TASK GOAL:
Gather all lines in the records below that include the word "Copy".
☆ ☆ ☆ ☆ ☆ ☆ ☆
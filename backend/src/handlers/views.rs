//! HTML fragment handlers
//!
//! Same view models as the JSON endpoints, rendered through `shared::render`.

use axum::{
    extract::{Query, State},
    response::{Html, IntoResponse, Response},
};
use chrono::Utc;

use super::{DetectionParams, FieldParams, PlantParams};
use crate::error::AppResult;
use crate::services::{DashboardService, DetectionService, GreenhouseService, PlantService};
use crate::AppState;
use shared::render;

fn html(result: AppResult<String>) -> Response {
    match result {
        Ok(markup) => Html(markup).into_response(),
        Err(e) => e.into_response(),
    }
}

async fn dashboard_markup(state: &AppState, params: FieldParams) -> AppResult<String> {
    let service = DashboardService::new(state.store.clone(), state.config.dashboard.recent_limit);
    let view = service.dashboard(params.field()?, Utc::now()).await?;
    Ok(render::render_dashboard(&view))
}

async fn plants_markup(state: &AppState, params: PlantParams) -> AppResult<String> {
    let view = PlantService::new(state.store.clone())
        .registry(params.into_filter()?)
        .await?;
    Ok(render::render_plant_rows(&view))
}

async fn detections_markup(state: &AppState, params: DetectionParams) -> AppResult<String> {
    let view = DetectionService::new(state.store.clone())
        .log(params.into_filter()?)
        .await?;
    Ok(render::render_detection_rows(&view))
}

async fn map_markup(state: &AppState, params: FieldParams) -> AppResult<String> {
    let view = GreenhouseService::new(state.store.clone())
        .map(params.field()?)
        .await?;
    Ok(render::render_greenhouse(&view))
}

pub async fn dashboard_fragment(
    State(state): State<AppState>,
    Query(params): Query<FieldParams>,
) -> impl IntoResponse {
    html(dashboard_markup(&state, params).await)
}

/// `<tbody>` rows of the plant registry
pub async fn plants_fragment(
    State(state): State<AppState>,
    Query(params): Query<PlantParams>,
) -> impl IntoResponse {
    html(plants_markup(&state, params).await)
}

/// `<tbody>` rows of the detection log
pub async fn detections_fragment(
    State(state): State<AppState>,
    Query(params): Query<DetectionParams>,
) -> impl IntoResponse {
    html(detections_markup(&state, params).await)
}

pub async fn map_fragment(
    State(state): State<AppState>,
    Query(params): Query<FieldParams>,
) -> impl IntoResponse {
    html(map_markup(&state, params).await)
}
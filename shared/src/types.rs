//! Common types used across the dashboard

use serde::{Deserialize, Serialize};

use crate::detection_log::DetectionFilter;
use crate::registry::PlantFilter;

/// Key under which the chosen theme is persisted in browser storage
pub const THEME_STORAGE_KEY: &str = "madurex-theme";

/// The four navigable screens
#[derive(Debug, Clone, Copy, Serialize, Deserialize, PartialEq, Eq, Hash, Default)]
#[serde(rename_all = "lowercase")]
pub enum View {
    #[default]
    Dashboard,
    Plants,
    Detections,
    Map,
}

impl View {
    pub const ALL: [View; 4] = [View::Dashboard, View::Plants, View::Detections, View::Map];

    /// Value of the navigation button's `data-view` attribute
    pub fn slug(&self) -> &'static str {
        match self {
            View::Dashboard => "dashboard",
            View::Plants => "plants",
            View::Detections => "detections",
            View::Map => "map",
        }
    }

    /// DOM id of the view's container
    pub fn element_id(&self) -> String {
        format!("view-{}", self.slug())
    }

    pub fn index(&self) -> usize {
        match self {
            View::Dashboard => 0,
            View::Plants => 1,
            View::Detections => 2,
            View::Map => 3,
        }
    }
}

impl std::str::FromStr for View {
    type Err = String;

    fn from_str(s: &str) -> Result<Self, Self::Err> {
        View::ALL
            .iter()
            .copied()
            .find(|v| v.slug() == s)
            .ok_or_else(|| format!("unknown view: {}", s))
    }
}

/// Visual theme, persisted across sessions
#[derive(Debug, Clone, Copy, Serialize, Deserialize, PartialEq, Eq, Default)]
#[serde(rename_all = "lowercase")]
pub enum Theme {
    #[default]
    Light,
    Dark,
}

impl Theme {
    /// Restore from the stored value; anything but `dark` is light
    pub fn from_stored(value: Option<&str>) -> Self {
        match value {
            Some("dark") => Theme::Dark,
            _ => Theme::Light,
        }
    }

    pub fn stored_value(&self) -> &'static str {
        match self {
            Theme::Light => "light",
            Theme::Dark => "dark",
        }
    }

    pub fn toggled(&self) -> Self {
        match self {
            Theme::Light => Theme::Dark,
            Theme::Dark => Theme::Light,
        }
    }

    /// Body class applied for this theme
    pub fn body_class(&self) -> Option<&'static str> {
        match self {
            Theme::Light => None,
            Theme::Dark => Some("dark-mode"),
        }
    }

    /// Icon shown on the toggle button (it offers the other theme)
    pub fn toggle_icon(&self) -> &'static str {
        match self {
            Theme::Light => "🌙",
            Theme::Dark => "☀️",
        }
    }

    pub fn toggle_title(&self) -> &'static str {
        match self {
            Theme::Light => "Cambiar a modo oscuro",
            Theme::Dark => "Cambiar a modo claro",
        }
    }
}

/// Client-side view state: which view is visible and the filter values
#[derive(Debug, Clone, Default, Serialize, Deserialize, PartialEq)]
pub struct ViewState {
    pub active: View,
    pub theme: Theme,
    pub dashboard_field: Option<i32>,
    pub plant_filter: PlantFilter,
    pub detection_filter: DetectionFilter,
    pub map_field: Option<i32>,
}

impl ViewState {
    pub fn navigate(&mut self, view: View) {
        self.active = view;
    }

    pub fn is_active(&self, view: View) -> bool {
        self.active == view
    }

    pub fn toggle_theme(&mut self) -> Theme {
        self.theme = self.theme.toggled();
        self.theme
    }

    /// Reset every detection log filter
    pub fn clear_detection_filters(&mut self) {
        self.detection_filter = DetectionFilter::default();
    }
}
☆ ☆ ☆ ☆ ☆ ☆ ☆
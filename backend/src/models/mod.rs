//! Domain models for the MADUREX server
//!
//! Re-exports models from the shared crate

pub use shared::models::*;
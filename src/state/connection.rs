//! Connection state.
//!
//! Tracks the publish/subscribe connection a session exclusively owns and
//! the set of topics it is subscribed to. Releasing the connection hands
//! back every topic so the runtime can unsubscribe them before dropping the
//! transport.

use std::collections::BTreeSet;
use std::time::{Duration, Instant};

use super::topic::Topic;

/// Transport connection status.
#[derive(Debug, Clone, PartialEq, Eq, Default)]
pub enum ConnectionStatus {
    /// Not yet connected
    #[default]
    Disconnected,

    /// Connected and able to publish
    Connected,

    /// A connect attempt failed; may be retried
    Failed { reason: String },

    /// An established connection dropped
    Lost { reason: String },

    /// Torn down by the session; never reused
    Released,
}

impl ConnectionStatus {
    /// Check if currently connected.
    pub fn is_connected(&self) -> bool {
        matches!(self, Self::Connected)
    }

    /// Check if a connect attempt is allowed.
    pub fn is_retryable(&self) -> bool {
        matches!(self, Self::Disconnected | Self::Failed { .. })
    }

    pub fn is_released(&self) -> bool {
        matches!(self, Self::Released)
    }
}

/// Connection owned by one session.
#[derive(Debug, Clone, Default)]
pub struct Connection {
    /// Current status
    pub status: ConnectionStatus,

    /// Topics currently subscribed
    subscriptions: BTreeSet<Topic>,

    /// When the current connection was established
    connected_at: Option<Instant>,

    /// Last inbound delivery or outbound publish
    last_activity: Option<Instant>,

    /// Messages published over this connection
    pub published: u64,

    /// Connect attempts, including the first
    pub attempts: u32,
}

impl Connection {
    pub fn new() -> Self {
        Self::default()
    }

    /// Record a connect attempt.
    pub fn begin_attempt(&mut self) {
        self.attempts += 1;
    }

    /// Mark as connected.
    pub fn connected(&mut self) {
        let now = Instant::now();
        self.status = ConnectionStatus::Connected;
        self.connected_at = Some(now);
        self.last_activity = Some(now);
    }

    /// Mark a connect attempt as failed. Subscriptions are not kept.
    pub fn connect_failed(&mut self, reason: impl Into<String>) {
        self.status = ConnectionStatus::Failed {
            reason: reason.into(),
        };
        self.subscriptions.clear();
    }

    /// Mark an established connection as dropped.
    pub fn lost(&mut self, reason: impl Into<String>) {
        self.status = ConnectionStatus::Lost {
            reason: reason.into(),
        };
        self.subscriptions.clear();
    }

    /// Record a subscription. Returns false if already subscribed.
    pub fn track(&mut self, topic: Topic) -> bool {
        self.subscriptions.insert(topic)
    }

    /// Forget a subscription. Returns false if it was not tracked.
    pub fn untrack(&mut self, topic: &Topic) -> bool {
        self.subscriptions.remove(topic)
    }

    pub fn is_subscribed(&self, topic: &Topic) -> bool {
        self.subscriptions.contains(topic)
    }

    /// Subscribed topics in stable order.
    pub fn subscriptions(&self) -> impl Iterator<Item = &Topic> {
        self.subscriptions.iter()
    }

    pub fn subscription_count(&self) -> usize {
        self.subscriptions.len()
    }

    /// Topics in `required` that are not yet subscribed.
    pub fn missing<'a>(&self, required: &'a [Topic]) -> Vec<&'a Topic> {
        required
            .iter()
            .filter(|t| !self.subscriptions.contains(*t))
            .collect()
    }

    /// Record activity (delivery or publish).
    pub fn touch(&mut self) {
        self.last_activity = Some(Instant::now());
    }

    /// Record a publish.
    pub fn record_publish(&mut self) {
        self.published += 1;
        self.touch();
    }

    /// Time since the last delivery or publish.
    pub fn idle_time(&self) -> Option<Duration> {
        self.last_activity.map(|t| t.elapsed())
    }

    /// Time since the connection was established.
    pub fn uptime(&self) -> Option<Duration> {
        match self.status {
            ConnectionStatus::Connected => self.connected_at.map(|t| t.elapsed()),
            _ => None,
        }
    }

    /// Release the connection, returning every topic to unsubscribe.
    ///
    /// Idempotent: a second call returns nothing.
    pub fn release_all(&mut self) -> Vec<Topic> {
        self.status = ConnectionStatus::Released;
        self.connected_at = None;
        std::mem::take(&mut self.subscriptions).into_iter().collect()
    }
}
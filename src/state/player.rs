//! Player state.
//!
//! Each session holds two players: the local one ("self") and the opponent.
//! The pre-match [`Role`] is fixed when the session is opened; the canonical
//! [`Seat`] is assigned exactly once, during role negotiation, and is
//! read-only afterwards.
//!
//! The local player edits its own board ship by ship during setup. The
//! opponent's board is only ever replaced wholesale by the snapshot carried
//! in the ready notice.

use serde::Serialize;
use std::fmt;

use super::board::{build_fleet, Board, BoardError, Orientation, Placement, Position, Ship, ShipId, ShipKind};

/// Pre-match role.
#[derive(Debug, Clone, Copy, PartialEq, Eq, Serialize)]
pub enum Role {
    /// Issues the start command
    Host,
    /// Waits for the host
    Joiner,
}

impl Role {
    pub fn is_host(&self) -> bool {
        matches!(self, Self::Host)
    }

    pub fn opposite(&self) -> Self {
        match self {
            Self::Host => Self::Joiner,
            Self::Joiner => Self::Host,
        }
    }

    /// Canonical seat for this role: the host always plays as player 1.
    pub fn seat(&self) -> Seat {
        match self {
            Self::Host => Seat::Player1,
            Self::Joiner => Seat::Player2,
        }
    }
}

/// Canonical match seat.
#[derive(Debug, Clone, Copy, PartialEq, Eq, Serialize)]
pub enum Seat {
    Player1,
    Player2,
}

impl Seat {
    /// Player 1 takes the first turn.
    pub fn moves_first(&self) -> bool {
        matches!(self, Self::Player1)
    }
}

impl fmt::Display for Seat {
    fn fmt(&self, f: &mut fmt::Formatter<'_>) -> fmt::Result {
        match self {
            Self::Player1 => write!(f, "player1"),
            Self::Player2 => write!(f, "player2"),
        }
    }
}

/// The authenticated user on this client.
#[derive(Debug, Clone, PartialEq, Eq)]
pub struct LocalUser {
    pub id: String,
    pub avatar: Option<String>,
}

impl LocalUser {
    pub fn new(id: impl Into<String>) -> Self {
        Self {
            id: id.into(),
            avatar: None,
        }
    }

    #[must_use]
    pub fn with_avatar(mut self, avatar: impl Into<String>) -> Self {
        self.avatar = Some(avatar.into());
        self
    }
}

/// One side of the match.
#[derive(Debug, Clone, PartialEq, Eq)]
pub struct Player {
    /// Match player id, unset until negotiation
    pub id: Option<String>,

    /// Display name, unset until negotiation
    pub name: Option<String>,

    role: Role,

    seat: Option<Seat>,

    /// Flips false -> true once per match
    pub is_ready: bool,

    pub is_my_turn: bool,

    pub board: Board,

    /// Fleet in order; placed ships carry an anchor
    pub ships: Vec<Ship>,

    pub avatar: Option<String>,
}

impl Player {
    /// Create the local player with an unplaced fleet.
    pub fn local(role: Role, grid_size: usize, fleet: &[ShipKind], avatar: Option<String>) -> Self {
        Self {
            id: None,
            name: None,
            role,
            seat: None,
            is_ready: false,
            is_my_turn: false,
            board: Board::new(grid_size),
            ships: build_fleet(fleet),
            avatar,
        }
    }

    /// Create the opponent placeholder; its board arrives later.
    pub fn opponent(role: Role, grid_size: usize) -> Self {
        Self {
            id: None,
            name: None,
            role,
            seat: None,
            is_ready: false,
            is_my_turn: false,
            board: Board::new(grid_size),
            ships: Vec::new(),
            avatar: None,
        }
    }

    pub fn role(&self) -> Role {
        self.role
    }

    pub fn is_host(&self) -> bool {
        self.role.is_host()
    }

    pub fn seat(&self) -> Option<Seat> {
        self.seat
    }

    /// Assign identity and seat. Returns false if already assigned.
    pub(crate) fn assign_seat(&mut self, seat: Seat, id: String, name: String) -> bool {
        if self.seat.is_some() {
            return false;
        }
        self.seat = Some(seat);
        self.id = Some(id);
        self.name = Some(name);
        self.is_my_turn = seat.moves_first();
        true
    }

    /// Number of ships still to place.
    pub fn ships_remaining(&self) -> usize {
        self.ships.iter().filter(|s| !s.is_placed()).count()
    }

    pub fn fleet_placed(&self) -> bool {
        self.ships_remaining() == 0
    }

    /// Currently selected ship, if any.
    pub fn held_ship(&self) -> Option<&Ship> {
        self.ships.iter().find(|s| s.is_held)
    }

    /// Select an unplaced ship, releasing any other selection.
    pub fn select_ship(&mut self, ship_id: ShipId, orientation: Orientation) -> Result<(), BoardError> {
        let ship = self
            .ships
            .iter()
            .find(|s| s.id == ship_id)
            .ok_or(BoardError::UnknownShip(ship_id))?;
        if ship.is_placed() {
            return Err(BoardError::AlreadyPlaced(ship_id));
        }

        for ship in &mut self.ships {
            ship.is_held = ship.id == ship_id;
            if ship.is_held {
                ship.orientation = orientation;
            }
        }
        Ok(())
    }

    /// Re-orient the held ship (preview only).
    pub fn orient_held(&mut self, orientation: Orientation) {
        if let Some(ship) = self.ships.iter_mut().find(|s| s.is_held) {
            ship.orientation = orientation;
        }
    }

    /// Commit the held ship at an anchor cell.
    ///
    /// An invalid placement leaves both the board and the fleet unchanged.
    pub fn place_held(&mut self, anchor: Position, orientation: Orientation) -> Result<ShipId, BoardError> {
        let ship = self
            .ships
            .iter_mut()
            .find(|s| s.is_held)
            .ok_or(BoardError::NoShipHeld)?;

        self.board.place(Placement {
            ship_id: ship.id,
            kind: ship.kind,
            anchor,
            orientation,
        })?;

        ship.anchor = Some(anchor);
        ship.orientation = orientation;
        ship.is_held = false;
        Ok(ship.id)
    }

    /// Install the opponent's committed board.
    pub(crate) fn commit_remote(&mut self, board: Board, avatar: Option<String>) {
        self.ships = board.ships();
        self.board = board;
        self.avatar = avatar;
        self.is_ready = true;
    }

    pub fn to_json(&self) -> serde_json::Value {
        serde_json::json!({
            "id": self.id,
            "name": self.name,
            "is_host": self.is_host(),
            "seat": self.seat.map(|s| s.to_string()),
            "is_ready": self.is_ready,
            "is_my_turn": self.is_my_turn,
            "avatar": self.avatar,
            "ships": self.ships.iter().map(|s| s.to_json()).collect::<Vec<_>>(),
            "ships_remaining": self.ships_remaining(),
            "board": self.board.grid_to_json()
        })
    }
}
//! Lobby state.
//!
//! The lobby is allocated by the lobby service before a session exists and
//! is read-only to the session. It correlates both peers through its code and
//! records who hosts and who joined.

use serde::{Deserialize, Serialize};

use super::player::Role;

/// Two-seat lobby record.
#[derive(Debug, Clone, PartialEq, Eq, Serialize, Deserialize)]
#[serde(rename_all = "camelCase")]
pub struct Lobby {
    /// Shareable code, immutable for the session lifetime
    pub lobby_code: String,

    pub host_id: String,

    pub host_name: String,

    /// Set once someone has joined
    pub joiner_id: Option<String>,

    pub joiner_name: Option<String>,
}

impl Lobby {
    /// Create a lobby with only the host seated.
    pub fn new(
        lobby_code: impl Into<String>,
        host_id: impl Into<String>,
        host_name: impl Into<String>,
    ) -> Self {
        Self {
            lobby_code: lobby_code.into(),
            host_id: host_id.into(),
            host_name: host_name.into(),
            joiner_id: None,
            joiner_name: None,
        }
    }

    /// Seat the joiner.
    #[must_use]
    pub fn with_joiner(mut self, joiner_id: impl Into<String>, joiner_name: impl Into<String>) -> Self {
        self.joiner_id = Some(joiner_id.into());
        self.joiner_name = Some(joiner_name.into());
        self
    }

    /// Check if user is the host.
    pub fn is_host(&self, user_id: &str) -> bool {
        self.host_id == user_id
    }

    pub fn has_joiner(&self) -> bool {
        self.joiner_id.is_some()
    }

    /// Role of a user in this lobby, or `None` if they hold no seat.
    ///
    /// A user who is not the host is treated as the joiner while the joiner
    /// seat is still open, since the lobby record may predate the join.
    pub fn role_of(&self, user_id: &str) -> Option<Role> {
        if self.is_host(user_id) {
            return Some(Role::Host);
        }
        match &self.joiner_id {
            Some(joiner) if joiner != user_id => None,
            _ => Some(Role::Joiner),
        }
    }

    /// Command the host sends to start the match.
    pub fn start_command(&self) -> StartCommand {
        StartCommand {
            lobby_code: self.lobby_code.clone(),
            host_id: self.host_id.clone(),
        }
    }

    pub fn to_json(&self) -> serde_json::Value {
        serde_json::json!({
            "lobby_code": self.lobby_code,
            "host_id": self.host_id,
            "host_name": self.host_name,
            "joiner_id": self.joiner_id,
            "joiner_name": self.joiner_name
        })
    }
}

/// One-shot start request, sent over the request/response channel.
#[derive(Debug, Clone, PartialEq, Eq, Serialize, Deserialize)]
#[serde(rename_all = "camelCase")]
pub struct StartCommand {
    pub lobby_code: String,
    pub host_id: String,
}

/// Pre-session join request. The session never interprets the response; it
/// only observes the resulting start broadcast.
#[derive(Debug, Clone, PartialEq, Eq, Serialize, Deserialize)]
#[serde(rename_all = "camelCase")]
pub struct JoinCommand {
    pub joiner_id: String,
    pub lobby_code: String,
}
☆ ☆ ☆ ☆ ☆ ☆ ☆
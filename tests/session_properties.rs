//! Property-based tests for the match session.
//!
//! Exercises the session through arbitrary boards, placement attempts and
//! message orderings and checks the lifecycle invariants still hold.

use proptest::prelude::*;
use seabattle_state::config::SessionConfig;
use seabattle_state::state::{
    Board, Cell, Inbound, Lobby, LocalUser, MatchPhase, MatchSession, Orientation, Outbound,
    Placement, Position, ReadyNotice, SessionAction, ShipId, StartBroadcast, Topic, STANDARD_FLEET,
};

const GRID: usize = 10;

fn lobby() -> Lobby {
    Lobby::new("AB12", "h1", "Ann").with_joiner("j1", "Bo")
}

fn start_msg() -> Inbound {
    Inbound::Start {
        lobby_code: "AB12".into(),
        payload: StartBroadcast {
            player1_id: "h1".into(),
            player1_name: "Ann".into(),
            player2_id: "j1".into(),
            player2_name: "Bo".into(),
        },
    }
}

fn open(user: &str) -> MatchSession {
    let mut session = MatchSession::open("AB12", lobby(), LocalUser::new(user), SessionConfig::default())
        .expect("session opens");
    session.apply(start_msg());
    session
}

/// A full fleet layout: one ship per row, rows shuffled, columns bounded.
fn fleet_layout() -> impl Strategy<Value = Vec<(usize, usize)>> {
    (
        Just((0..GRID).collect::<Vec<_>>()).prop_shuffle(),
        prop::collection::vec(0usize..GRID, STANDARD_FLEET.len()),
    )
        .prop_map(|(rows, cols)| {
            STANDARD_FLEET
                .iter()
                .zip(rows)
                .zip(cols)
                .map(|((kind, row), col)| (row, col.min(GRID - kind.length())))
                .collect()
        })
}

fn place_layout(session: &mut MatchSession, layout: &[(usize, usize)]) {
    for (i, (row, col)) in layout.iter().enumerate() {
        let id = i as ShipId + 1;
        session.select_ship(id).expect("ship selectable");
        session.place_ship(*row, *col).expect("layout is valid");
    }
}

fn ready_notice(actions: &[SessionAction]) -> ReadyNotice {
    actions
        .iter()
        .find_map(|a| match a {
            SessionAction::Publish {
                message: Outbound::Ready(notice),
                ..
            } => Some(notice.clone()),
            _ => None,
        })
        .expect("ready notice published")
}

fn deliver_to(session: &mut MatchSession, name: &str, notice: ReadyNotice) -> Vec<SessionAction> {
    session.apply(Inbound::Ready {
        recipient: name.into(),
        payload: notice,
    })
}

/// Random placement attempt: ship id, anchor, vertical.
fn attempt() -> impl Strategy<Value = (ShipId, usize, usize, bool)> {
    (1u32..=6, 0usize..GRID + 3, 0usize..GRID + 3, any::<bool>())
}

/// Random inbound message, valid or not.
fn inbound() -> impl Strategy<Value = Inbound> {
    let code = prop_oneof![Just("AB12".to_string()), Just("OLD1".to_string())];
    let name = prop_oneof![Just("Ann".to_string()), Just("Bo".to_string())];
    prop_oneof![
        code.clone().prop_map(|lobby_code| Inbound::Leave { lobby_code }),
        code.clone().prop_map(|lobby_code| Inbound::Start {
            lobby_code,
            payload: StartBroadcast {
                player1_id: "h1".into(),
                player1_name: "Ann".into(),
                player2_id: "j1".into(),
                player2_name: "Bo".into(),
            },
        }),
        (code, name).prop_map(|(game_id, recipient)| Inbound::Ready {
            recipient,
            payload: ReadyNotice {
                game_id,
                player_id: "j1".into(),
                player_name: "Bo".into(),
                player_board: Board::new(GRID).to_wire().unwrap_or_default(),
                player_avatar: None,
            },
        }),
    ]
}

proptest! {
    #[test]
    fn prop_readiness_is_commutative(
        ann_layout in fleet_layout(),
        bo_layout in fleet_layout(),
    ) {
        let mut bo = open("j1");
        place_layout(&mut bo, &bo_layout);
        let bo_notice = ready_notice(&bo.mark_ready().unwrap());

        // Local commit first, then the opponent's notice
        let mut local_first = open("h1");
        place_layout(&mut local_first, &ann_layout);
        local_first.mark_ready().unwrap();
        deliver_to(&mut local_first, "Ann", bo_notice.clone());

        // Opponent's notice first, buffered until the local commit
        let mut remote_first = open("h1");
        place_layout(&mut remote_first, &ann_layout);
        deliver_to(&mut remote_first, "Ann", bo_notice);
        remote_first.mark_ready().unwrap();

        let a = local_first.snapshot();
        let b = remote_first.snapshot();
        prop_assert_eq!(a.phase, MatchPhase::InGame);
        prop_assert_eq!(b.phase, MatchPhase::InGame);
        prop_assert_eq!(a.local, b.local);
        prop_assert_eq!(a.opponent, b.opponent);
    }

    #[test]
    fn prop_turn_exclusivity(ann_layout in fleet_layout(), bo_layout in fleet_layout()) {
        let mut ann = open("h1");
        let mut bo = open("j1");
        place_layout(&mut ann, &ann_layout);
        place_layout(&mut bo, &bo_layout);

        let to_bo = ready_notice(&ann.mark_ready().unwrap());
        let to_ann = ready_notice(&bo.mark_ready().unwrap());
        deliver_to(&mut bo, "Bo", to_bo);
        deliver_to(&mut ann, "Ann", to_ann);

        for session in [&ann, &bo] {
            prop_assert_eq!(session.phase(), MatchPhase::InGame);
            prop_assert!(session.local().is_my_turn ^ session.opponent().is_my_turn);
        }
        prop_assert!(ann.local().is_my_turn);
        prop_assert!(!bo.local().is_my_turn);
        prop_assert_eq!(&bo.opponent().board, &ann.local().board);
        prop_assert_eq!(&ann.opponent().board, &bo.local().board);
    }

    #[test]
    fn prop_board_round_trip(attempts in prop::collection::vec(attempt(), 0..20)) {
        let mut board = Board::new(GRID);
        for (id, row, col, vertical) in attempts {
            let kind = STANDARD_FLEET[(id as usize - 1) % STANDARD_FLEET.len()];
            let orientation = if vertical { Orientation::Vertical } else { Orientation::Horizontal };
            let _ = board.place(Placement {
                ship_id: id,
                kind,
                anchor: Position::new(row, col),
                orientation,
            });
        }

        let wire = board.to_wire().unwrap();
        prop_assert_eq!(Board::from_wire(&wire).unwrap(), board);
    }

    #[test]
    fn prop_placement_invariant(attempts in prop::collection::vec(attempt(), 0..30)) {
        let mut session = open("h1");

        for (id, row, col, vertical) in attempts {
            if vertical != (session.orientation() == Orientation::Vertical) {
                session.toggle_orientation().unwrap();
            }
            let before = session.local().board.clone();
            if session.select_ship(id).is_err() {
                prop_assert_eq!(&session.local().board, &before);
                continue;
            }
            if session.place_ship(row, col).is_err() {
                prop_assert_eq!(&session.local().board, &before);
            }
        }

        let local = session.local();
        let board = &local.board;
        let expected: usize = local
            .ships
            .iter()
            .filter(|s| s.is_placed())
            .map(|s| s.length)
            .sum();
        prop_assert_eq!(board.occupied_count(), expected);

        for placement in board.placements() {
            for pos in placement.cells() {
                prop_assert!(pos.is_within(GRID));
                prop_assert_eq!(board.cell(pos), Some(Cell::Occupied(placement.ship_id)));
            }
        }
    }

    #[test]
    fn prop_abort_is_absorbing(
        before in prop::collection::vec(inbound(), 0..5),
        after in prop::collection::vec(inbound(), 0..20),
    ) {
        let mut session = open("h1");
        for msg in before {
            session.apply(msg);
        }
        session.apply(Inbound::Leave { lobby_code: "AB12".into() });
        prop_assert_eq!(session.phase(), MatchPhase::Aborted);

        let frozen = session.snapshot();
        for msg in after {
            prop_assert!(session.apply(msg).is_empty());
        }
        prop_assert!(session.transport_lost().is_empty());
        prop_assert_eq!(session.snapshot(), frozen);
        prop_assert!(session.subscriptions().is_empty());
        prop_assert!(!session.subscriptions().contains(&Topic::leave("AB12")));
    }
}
☆ ☆ ☆ ☆ ☆ ☆ ☆
ANSWER BOX:
#[derive(Debug, Clone, Copy, Serialize, Deserialize, PartialEq, Eq, Hash, Default)]
#[derive(Debug, Clone, Copy, Serialize, Deserialize, PartialEq, Eq, Default)]
#[derive(Debug, Clone, Copy, PartialEq, Eq, Serialize)]
#[derive(Debug, Clone, Copy, PartialEq, Eq, Serialize)]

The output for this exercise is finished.